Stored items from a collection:

★ ★ ★ ★ ★ ★ ★

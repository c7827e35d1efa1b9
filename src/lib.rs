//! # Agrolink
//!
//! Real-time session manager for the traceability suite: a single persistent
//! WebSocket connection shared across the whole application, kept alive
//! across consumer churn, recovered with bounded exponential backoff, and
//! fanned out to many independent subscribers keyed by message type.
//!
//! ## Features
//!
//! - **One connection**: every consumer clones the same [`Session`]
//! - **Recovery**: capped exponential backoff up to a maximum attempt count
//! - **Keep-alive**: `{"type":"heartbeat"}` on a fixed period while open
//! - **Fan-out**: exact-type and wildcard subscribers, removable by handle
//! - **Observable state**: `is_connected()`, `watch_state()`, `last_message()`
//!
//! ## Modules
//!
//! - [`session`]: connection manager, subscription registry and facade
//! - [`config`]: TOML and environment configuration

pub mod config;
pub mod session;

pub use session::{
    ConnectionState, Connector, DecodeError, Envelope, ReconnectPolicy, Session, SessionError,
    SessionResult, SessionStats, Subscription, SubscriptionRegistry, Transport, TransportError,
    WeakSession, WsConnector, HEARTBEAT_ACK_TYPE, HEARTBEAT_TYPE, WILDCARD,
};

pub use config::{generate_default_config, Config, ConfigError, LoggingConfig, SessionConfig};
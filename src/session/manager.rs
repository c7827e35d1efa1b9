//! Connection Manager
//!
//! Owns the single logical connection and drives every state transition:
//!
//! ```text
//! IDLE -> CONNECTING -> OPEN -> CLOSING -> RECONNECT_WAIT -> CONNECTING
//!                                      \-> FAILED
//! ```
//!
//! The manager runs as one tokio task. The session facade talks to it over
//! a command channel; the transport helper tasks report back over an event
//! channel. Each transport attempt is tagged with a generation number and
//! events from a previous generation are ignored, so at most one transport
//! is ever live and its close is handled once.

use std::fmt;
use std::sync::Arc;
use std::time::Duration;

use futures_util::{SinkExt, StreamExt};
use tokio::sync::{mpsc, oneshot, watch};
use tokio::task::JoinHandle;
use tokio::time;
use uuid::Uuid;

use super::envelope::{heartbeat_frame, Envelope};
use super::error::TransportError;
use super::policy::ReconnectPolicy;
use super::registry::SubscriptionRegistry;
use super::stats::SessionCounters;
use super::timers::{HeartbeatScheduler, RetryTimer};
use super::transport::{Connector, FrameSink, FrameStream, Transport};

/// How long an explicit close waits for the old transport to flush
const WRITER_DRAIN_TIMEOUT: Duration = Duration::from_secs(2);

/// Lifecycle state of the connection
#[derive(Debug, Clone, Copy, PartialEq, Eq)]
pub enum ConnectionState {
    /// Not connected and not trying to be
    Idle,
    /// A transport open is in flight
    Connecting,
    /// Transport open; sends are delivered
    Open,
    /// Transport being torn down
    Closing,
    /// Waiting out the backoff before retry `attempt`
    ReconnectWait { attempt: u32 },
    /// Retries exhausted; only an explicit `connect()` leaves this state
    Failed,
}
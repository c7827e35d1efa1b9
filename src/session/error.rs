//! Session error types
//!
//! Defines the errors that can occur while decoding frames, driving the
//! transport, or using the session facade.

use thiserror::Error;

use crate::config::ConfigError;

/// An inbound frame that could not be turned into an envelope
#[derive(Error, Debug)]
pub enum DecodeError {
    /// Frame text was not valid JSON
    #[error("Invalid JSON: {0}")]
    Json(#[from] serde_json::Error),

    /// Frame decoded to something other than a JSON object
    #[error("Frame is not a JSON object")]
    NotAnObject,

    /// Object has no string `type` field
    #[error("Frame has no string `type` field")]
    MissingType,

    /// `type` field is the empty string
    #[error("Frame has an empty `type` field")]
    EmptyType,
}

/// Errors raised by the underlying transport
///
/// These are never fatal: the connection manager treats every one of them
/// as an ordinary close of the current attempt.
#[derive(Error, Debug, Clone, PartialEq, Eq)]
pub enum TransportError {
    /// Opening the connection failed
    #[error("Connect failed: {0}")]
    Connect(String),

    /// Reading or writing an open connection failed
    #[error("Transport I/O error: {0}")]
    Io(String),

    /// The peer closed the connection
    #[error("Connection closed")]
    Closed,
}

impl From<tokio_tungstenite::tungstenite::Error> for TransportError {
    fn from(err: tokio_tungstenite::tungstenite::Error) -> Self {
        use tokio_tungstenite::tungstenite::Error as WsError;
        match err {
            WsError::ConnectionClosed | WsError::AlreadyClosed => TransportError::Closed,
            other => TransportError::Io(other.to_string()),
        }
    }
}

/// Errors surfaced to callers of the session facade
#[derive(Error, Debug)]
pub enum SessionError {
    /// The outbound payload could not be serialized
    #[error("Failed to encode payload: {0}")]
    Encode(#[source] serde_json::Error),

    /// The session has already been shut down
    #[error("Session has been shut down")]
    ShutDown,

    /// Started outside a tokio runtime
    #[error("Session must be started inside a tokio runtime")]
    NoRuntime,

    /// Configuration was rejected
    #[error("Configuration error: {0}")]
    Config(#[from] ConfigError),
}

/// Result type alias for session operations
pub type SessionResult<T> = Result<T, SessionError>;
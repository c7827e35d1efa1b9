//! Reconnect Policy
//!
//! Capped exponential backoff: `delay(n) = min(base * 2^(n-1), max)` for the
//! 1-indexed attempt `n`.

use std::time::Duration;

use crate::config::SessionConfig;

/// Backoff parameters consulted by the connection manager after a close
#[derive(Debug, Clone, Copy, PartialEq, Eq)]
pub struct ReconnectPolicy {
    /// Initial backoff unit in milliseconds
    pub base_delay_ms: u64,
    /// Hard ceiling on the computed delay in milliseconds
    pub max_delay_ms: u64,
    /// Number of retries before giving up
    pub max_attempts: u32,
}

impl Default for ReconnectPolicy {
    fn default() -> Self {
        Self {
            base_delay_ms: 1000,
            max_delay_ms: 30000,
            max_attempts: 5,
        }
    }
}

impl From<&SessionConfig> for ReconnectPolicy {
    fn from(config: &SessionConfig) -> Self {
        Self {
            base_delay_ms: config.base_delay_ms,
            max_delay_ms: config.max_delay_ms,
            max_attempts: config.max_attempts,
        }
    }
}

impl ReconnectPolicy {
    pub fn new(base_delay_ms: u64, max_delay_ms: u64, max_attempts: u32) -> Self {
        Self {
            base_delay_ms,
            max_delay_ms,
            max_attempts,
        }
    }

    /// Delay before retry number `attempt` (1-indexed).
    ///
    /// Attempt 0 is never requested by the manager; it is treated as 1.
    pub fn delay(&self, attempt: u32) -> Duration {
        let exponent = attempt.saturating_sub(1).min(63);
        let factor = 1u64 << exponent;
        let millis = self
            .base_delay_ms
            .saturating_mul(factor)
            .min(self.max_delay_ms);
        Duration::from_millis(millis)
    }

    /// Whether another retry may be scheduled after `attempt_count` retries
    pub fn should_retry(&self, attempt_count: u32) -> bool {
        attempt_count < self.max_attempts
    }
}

★ ★ ★ ★ ★ ★ ★

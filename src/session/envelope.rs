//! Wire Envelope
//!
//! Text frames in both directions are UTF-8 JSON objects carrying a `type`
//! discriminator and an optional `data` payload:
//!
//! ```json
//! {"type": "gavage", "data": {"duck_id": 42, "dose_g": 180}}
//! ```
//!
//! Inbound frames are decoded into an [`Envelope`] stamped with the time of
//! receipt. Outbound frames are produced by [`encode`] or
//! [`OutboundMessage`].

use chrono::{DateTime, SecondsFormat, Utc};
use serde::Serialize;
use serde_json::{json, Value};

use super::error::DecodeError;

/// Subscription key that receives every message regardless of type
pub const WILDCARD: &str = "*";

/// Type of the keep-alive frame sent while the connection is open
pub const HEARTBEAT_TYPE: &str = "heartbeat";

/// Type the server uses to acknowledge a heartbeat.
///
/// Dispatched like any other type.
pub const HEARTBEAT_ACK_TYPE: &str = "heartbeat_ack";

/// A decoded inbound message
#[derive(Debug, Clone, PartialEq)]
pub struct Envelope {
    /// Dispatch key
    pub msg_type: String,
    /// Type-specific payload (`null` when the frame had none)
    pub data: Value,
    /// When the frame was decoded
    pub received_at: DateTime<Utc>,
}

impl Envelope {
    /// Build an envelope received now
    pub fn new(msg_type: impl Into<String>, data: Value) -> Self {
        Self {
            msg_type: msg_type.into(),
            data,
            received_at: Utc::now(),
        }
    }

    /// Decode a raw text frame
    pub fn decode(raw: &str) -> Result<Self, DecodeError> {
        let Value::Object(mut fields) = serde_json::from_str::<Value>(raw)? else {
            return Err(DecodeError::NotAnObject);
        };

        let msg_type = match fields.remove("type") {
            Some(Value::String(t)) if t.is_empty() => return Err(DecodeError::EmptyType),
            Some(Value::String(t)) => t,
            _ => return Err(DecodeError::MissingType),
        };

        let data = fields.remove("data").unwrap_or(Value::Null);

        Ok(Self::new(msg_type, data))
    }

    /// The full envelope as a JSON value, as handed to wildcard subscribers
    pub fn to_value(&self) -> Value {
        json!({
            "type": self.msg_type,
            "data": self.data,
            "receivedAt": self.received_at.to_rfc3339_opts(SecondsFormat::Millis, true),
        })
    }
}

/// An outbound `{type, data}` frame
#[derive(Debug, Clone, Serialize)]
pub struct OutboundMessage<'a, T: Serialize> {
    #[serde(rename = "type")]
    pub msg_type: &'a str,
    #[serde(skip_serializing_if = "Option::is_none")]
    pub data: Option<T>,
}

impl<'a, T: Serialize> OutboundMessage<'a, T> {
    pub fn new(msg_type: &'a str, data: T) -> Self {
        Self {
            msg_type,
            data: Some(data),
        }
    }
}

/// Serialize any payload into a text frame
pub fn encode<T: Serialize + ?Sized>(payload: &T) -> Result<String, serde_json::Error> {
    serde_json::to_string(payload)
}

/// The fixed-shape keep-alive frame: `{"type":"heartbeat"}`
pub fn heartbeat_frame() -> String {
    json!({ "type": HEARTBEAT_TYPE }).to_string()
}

★ ★ ★ ★ ★ ★ ★

What this task involves
Copy from the entries only those lines that hold the word "MissingType".

Problem solution
    MissingType,
            _ => return Err(DecodeError::MissingType),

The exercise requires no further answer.